"Computers in the future may weigh no more than 15 tons." - Popular
Mechanics, forecasting the relentless march of science, 1949
"I think there is a world market for maybe five computers." - Thomas Watson,
chairman of IBM, 1943
"I have traveled the length and breadth of this country and talked with the best
people, and I can assure you that data processing is a fad that won't last out the
year." - The editor in charge of business books for Prentice Hall, 1957
"But what ... is it good for?" - Engineer at the Advanced Computing Systems
Division of IBM, 1968, commenting on the microchip.
"There is no reason anyone would want a computer in their home." - Ken Olson,
president, chairman and founder of Digital Equipment Corp. 1977
"This 'telephone' has too many shortcomings to be seriously considered as a means
of communication. The device is inherently of no value to us." Western Union internal
"The wireless music box has no imaginable commercial value. Who would pay for a
message sent to nobody in particular?" --David Sarnoff's associates in response to
his urgings for investment in the radio in the 1920s.
"The concept is interesting and well-formed, but in order to earn better than a
'C,' the idea must be feasible." - A Yale University management professor in response
to Fred Smith's paper proposing reliable overnight delivery service. (Smith went on to
found Federal Express Corp.)
"Who the hell wants to hear actors talk?" - Harry M. Warner, Warner Brothers,
"I'm just glad it'll be Clark Gable who's falling on his face and not Gary
Cooper." - Gary Cooper on his decision not to take the leading role in "Gone
With The Wind."
"A cookie store is a bad idea. Besides, the market research reports say America
likes crispy cookies, not soft and chewy cookies like you make." Response to Debbi
Fields' idea of starting her company, Mrs. Fields' Cookies.
"We don't like their sound, and guitar music is on the way out." - Decca
Recording Co. rejecting the Beatles, 1962.
"Heavier-than-air flying machines are impossible." - Lord Kelvin, president,
Royal Society, 1895.
"If I had thought about it, I wouldn't have done the experiment.

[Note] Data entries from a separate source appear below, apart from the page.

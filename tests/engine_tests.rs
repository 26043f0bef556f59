//! Engine lifecycle driven through fake controllers and a recording bus.

mod common;

use common::{engine, guid, wait_for, BusCall, FakeDevice, FakeSource, RecordingTransport};
use padbus::input::{CooperativeLevel, LOOPBACK_PRODUCT};
use padbus::protocol::{buttons, GenericReport, Stick};
use padbus::{Engine, EngineError, EngineOptions};
use std::sync::atomic::Ordering;
use std::time::{Duration, Instant};

fn layout(engine: &padbus::Engine) -> Vec<(usize, padbus::input::DeviceGuid)> {
    engine.status().slots.iter().map(|s| (s.index, s.guid)).collect()
}

mod reconcile {
    use super::*;

    #[test]
    fn claims_in_enumeration_order_without_plugging_while_stopped() {
        let (a, b) = (FakeDevice::new(1), FakeDevice::new(2));
        let source = FakeSource::with(&[a, b]);
        let transport = RecordingTransport::new();
        let engine = engine(&source, &transport);

        let summary = engine.reconcile();
        assert_eq!(summary.attached, 2);
        assert_eq!(summary.claimed, vec![1, 2]);
        assert_eq!(layout(&engine), vec![(1, guid(1)), (2, guid(2))]);
        assert!(transport.calls().is_empty());
        assert_eq!(engine.channel().plugged_count(), 0);
    }

    #[test]
    fn rescan_without_changes_is_a_no_op() {
        let source = FakeSource::with(&[FakeDevice::new(1), FakeDevice::new(2)]);
        let transport = RecordingTransport::new();
        let engine = engine(&source, &transport);
        engine.start().unwrap();

        let before = layout(&engine);
        let controls = transport.control_calls();
        let summary = engine.reconcile();

        assert!(summary.claimed.is_empty());
        assert!(summary.vacated.is_empty());
        assert_eq!(layout(&engine), before);
        assert_eq!(transport.control_calls(), controls);
        assert_eq!(source.acquires.load(std::sync::atomic::Ordering::SeqCst), 2);
        engine.stop().unwrap();
    }

    #[test]
    fn detach_and_new_device_reuse_the_lowest_slot() {
        let (a, b, c) = (FakeDevice::new(1), FakeDevice::new(2), FakeDevice::new(3));
        let source = FakeSource::with(&[a.clone(), b.clone()]);
        let transport = RecordingTransport::new();
        let engine = engine(&source, &transport);

        engine.start().unwrap();
        assert_eq!(layout(&engine), vec![(1, guid(1)), (2, guid(2))]);
        assert_eq!(
            transport.control_calls(),
            vec![BusCall::Plugin(1), BusCall::Plugin(2)]
        );

        a.detach();
        transport.clear();
        let summary = engine.reconcile();
        assert_eq!(summary.vacated, vec![1]);
        assert_eq!(transport.control_calls(), vec![BusCall::Unplug(1)]);
        assert_eq!(layout(&engine), vec![(2, guid(2))]);
        assert_eq!(engine.status().slot_count, 2);

        source.attach(c);
        transport.clear();
        let summary = engine.reconcile();
        assert_eq!(summary.claimed, vec![1]);
        assert_eq!(transport.control_calls(), vec![BusCall::Plugin(1)]);
        assert_eq!(layout(&engine), vec![(1, guid(3)), (2, guid(2))]);
        assert_eq!(engine.channel().plugged_count(), 2);

        engine.stop().unwrap();
        assert_eq!(engine.channel().plugged_count(), 0);
    }

    #[test]
    fn device_never_occupies_two_slots() {
        let a = FakeDevice::new(1);
        let source = FakeSource::with(&[a.clone()]);
        // Same device reported twice by a confused backend.
        source.attach(a);
        let transport = RecordingTransport::new();
        let engine = engine(&source, &transport);

        engine.reconcile();
        assert_eq!(layout(&engine), vec![(1, guid(1))]);
    }

    #[test]
    fn loopback_and_empty_devices_are_never_claimed() {
        let mut loopback_info = FakeDevice::new(1).info.clone();
        loopback_info.product = LOOPBACK_PRODUCT;
        let mut empty_info = FakeDevice::new(2).info.clone();
        empty_info.button_count = 0;
        empty_info.axis_count = 0;

        let source = FakeSource::with(&[
            FakeDevice::with_info(loopback_info),
            FakeDevice::with_info(empty_info),
            FakeDevice::new(3),
        ]);
        let transport = RecordingTransport::new();
        let engine = engine(&source, &transport);

        let summary = engine.reconcile();
        assert_eq!(summary.skipped, 2);
        assert_eq!(layout(&engine), vec![(1, guid(3))]);
    }
}

mod lifecycle {
    use super::*;

    #[test]
    fn start_fails_when_bus_cannot_be_opened() {
        let source = FakeSource::with(&[FakeDevice::new(1)]);
        let transport = RecordingTransport::new();
        transport.fail_open.store(true, std::sync::atomic::Ordering::SeqCst);
        let engine = engine(&source, &transport);

        assert!(matches!(engine.start(), Err(EngineError::ChannelOpen(_))));
        assert!(!engine.is_running());
        assert!(transport.calls().is_empty());
    }

    #[test]
    fn second_start_is_rejected() {
        let source = FakeSource::with(&[FakeDevice::new(1)]);
        let transport = RecordingTransport::new();
        let engine = engine(&source, &transport);

        engine.start().unwrap();
        assert!(matches!(engine.start(), Err(EngineError::AlreadyRunning)));
        assert_eq!(transport.control_calls(), vec![BusCall::Plugin(1)]);
        engine.stop().unwrap();
    }

    #[test]
    fn stop_unplugs_every_slot_and_closes_the_bus() {
        let source = FakeSource::with(&[FakeDevice::new(1), FakeDevice::new(2)]);
        let transport = RecordingTransport::new();
        let engine = engine(&source, &transport);

        engine.start().unwrap();
        transport.clear();
        engine.stop().unwrap();

        assert_eq!(
            transport.control_calls(),
            vec![BusCall::Unplug(1), BusCall::Unplug(2)]
        );
        assert_eq!(engine.channel().plugged_count(), 0);
        assert!(!engine.channel().is_open());
        assert!(engine.status().slots.iter().all(|s| !s.active));

        // Idempotent.
        engine.stop().unwrap();
        assert_eq!(transport.control_calls().len(), 2);
    }

    #[test]
    fn restart_plugs_the_same_slots_again() {
        let source = FakeSource::with(&[FakeDevice::new(1)]);
        let transport = RecordingTransport::new();
        let engine = engine(&source, &transport);

        engine.start().unwrap();
        engine.stop().unwrap();
        engine.start().unwrap();

        assert_eq!(
            transport.control_calls(),
            vec![BusCall::Plugin(1), BusCall::Unplug(1), BusCall::Plugin(1)]
        );
        assert_eq!(engine.channel().plugged_count(), 1);
        engine.stop().unwrap();
    }

    #[test]
    fn hot_plugged_device_is_forwarded_while_running() {
        let source = FakeSource::with(&[FakeDevice::new(1)]);
        let transport = RecordingTransport::new();
        let engine = engine(&source, &transport);
        engine.start().unwrap();

        source.attach(FakeDevice::new(2));
        engine.reconcile();

        assert!(wait_for(|| !transport.reports_for(2).is_empty()));
        assert_eq!(
            transport.control_calls(),
            vec![BusCall::Plugin(1), BusCall::Plugin(2)]
        );
        engine.stop().unwrap();
    }

    #[test]
    fn stop_is_bounded_when_a_bus_call_hangs() {
        let source = FakeSource::with(&[FakeDevice::new(1)]);
        let transport = RecordingTransport::new();
        let engine = Engine::new(
            source.clone(),
            transport.clone(),
            EngineOptions {
                join_timeout: Duration::from_millis(50),
                ..common::fast_options()
            },
        );
        engine.start().unwrap();

        transport.stall_reports.store(true, Ordering::SeqCst);
        assert!(wait_for(|| transport.stalled.load(Ordering::SeqCst) > 0));

        let started = Instant::now();
        engine.stop().unwrap();
        assert!(started.elapsed() < Duration::from_secs(1));
        assert!(!engine.is_running());
        assert!(!engine.status().running);
        // The stuck call holds the handle, so the bus stays open.
        assert!(engine.channel().is_open());
        assert_eq!(transport.closes.load(Ordering::SeqCst), 0);
        assert_eq!(transport.control_calls(), vec![BusCall::Plugin(1), BusCall::Unplug(1)]);

        transport.stall_reports.store(false, Ordering::SeqCst);
        assert!(wait_for(|| {
            engine.stop().unwrap();
            !engine.channel().is_open()
        }));
        assert_eq!(transport.closes.load(Ordering::SeqCst), 1);
    }

    #[test]
    fn worker_exits_when_its_device_vanishes() {
        let a = FakeDevice::new(1);
        let source = FakeSource::with(&[a.clone()]);
        let transport = RecordingTransport::new();
        let engine = engine(&source, &transport);
        engine.start().unwrap();
        assert!(wait_for(|| engine.status().slots[0].active));

        a.detach();
        assert!(wait_for(|| !engine.status().slots[0].active));
        // The slot stays claimed until the next reconcile.
        assert_eq!(layout(&engine), vec![(1, guid(1))]);
        engine.stop().unwrap();
    }
}

mod forwarding {
    use super::*;

    #[test]
    fn reports_carry_the_slot_serial_and_mapped_state() {
        let a = FakeDevice::new(1);
        let mut report = GenericReport::default();
        report.set_buttons(buttons::A | buttons::DPAD_UP);
        report.set_stick(Stick::LeftX, 0xFF);
        report.set_triggers(0x10, 0xF0);
        a.set_report(report);

        let source = FakeSource::with(&[a]);
        let transport = RecordingTransport::new();
        let engine = engine(&source, &transport);
        engine.start().unwrap();

        assert!(wait_for(|| !transport.reports_for(1).is_empty()));
        engine.stop().unwrap();

        let frame = &transport.reports_for(1)[0];
        assert_eq!(frame.len(), 28);
        assert_eq!(frame[0], 0x1C);
        assert_eq!(frame[4], 1);
        assert_eq!(frame[9], 0x14);
        assert_eq!(frame[10], 0x01);
        assert_eq!(frame[11], 0x10);
        assert_eq!((frame[12], frame[13]), (0x10, 0xF0));
        assert_eq!(i16::from_le_bytes([frame[14], frame[15]]), 32767);
        assert_eq!(i16::from_le_bytes([frame[16], frame[17]]), 0);
    }

    #[test]
    fn no_report_until_the_device_has_state() {
        let a = FakeDevice::new(1);
        *a.report.lock().unwrap() = None;
        let source = FakeSource::with(&[a.clone()]);
        let transport = RecordingTransport::new();
        let engine = engine(&source, &transport);
        engine.start().unwrap();

        assert!(wait_for(|| a.polls.load(std::sync::atomic::Ordering::SeqCst) > 5));
        assert!(transport.reports().is_empty());

        a.set_report(GenericReport::default());
        assert!(wait_for(|| !transport.reports_for(1).is_empty()));
        engine.stop().unwrap();
    }

    #[test]
    fn disabled_at_start_gets_no_virtual_pad() {
        let source = FakeSource::with(&[FakeDevice::new(1), FakeDevice::new(2)]);
        let transport = RecordingTransport::new();
        let engine = engine(&source, &transport);

        engine.reconcile();
        engine.set_slot_enabled(2, false).unwrap();
        engine.start().unwrap();

        assert!(wait_for(|| transport.reports_for(1).len() > 3));
        assert_eq!(transport.control_calls(), vec![BusCall::Plugin(1)]);
        assert!(transport.reports_for(2).is_empty());
        engine.stop().unwrap();
    }

    #[test]
    fn disabling_a_running_slot_stops_its_reports() {
        let source = FakeSource::with(&[FakeDevice::new(1)]);
        let transport = RecordingTransport::new();
        let engine = engine(&source, &transport);
        engine.start().unwrap();
        assert!(wait_for(|| !transport.reports_for(1).is_empty()));

        engine.set_slot_enabled(1, false).unwrap();
        std::thread::sleep(Duration::from_millis(20));
        transport.clear();
        std::thread::sleep(Duration::from_millis(30));
        assert!(transport.reports().is_empty());
        assert!(engine.status().slots[0].active);

        engine.set_slot_enabled(1, true).unwrap();
        assert!(wait_for(|| !transport.reports_for(1).is_empty()));
        engine.stop().unwrap();
    }

    #[test]
    fn rejected_reports_are_counted_not_fatal() {
        let source = FakeSource::with(&[FakeDevice::new(1)]);
        let transport = RecordingTransport::new();
        transport.reject_reports.store(true, std::sync::atomic::Ordering::SeqCst);
        let engine = engine(&source, &transport);
        engine.start().unwrap();

        assert!(wait_for(|| engine.status().slots[0].report_failures > 3));
        let status = engine.status();
        assert!(status.running);
        assert!(status.channel_failures >= status.slots[0].report_failures);
        assert!(status.slots[0].active);
        engine.stop().unwrap();
    }
}

mod slot_control {
    use super::*;

    #[test]
    fn enable_rejects_missing_slots() {
        let (a, b) = (FakeDevice::new(1), FakeDevice::new(2));
        let source = FakeSource::with(&[a.clone(), b]);
        let transport = RecordingTransport::new();
        let engine = engine(&source, &transport);
        engine.reconcile();

        assert!(matches!(engine.set_slot_enabled(0, true), Err(EngineError::SlotOutOfRange(0))));
        assert!(matches!(engine.set_slot_enabled(3, true), Err(EngineError::SlotOutOfRange(3))));

        a.detach();
        engine.reconcile();
        assert!(matches!(engine.set_slot_enabled(1, true), Err(EngineError::SlotEmpty(1))));
        engine.set_slot_enabled(2, false).unwrap();
        assert!(!engine.status().slots[0].enabled);
    }

    #[test]
    fn exclusive_mode_is_read_at_start() {
        let a = FakeDevice::new(1);
        let source = FakeSource::with(&[a.clone()]);
        let transport = RecordingTransport::new();
        let engine = engine(&source, &transport);

        engine.set_exclusive(true);
        engine.start().unwrap();
        assert_eq!(a.levels(), vec![CooperativeLevel::Exclusive]);

        engine.set_exclusive(false);
        assert!(!engine.status().exclusive_mode);
        assert_eq!(a.levels(), vec![CooperativeLevel::Exclusive]);

        engine.stop().unwrap();
        assert_eq!(
            a.levels(),
            vec![CooperativeLevel::Exclusive, CooperativeLevel::Shared]
        );

        engine.start().unwrap();
        engine.stop().unwrap();
        assert_eq!(
            a.levels(),
            vec![
                CooperativeLevel::Exclusive,
                CooperativeLevel::Shared,
                CooperativeLevel::Shared
            ]
        );
    }

    #[test]
    fn exclusive_pad_keeps_forwarding_new_state() {
        let a = FakeDevice::new(1);
        let source = FakeSource::with(&[a.clone()]);
        let transport = RecordingTransport::new();
        let engine = engine(&source, &transport);

        engine.set_exclusive(true);
        engine.start().unwrap();
        assert!(wait_for(|| !transport.reports_for(1).is_empty()));
        assert_eq!(a.levels(), vec![CooperativeLevel::Exclusive]);

        let mut report = GenericReport::default();
        report.set_buttons(buttons::B);
        a.set_report(report);
        assert!(wait_for(|| transport
            .reports_for(1)
            .last()
            .is_some_and(|frame| frame[11] == 0x20)));
        engine.stop().unwrap();
    }
}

The literature
was full of examples that said you can't do this." - Spencer Silver on the work that
led to the unique adhesives or 3-M "Post-It" Notepads.
"So we went to Atari and said, 'Hey, we've got this amazing thing, even built with
some of your parts, and what do you think about funding us? Or we'll give it to you. We
just want to do it. Pay our salary, we'll come work for you.' And they said, 'No.' So then
we went to Hewlett-Packard, and they said, 'Hey, we don't need you; you haven't got
through college yet.'" - Apple Computer Inc. founder Steve Jobs on attempts to get
Atari and H-P interested in his and Steve Wozniak's personal computer.
"Professor Goddard does not know the relation between action and reaction and the
need to have something better than a vacuum against which to react. He seems to lack the
basic knowledge ladled out daily in high schools." - 1921 New York Times editorial
about Robert Goddard's revolutionary rocket work.
"You want to have consistent and uniform muscle development across all of your
muscles? It can't be done. It's just a fact of life. You just have to accept inconsistent
muscle development as an unalterable condition of weight training." - Response to
Arthur Jones, who solved the "unsolvable" problem by inventing Nautilus.
"Drill for oil? You mean drill into the ground to try and find oil? You're
crazy." - Drillers who Edwin L. Drake tried to enlist to his project to drill for oil
"Stocks have reached what looks like a permanently high plateau." - Irving
Fisher, Professor of Economics, Yale University, 1929.
"Airplanes are interesting toys but of no military value." - Marechal
Ferdinand Foch, Professor of Strategy, Ecole Superieure de Guerre.
"Everything that can be invented has been invented." - Charles H. Duell,
Commissioner, U.S. Office of Patents, 1899.
"Louis Pasteur's theory of germs is ridiculous fiction". - Pierre Pachet,
Professor of Physiology at Toulouse, 1872
"The abdomen, the chest, and the brain will forever be shut from the intrusion of
the wise and humane surgeon". - Sir John Eric Ericksen, British surgeon, appointed
Surgeon-Extraordinary to Queen Victoria, 1873.